(EXERCISE DATA begins)

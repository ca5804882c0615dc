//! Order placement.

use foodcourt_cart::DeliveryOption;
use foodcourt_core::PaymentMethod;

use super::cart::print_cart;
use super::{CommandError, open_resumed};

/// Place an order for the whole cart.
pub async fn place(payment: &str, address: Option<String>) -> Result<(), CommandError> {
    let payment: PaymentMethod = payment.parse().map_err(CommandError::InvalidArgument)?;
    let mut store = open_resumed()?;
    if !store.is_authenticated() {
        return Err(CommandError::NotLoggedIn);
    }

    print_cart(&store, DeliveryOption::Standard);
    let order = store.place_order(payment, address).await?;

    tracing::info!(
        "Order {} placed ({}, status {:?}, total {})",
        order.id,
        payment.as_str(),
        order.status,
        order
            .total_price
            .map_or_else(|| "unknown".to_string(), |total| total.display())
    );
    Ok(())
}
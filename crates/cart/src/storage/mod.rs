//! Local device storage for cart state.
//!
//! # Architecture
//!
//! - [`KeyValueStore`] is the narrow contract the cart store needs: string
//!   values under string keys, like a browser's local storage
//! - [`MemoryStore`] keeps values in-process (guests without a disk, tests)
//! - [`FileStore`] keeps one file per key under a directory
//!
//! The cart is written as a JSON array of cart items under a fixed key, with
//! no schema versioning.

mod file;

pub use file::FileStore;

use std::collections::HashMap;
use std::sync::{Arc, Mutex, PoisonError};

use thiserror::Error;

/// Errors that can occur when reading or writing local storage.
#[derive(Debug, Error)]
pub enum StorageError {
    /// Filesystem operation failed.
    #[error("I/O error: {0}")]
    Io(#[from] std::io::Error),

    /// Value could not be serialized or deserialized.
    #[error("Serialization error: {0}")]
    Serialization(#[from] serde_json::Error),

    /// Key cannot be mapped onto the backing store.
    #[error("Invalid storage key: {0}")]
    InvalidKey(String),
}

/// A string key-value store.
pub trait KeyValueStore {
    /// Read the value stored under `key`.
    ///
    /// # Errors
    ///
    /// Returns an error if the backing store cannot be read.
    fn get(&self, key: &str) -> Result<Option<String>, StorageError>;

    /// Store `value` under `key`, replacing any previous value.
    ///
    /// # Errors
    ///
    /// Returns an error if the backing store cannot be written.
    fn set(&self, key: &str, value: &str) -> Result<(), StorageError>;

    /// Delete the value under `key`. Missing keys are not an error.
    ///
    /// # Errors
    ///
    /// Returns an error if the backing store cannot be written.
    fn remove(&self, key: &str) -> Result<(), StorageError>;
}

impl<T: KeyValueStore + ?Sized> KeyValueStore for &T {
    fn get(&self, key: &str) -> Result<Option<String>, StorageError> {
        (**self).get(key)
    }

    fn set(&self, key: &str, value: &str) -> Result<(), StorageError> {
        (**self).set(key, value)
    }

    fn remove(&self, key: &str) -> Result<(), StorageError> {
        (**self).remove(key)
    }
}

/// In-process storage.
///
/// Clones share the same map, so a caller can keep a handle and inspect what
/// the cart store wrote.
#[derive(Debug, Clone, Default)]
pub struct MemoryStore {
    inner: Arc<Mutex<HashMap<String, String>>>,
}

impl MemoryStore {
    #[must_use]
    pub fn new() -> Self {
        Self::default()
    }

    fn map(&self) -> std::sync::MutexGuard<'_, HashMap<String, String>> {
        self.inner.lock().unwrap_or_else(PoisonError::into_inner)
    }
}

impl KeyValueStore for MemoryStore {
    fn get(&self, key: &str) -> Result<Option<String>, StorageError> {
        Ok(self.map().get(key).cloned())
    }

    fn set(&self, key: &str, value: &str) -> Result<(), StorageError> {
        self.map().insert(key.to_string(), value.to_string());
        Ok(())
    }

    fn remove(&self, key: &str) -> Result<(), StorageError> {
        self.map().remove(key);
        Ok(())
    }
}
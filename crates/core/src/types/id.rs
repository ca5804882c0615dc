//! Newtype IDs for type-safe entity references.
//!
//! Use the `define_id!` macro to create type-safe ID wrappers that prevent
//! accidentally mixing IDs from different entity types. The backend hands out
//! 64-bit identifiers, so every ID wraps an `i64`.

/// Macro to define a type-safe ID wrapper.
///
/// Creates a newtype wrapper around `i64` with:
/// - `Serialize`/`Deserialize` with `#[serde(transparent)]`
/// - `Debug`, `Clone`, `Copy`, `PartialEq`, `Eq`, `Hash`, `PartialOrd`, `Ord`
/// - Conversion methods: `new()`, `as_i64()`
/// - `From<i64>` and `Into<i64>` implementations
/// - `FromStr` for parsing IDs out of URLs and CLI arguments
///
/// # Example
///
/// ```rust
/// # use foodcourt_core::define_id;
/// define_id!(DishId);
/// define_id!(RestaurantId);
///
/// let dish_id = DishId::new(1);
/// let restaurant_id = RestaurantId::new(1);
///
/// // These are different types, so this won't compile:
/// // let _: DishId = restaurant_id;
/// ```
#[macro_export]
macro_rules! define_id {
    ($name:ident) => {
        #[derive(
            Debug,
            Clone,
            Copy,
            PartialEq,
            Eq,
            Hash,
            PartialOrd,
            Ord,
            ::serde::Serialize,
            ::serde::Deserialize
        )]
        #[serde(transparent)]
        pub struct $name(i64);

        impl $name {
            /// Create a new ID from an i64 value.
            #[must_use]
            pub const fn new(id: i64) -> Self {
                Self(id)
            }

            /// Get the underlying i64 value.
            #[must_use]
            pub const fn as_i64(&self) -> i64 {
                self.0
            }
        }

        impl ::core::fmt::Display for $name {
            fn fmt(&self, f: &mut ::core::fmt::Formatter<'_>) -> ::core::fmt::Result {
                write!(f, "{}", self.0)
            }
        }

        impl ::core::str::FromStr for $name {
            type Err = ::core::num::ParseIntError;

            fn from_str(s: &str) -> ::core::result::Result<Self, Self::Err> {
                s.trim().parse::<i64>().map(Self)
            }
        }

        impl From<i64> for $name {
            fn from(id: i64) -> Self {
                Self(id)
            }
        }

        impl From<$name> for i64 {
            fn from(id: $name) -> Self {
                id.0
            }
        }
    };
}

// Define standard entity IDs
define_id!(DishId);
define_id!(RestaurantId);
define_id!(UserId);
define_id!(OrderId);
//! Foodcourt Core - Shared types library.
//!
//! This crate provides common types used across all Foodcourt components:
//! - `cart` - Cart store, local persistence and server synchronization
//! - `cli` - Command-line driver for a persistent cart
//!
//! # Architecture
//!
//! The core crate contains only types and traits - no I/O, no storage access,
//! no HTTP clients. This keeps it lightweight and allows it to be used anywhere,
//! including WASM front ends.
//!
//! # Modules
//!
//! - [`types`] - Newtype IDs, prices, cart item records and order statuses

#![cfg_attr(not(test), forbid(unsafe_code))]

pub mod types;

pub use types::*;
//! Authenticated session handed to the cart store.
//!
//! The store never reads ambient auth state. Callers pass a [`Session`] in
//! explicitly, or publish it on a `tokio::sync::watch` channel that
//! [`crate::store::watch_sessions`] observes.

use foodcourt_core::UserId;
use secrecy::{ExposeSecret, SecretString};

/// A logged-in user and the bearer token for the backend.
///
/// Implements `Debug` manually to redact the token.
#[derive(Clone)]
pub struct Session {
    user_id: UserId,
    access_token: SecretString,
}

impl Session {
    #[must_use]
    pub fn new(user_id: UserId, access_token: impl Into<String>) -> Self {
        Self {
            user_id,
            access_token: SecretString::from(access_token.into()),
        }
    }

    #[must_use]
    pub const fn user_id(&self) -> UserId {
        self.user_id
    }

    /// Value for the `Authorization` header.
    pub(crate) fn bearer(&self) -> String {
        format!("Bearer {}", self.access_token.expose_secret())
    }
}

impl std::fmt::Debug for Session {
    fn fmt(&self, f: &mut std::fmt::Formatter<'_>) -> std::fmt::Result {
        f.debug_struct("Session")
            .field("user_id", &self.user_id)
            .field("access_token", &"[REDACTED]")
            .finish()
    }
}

(EXERCISE DATA ends)

▸ TASK GOAL
Search the records above for "address". Copy each line where it is found.

▸ EXERCISE RESULT
pub async fn place(payment: &str, address: Option<String>) -> Result<(), CommandError> {
    let order = store.place_order(payment, address).await?;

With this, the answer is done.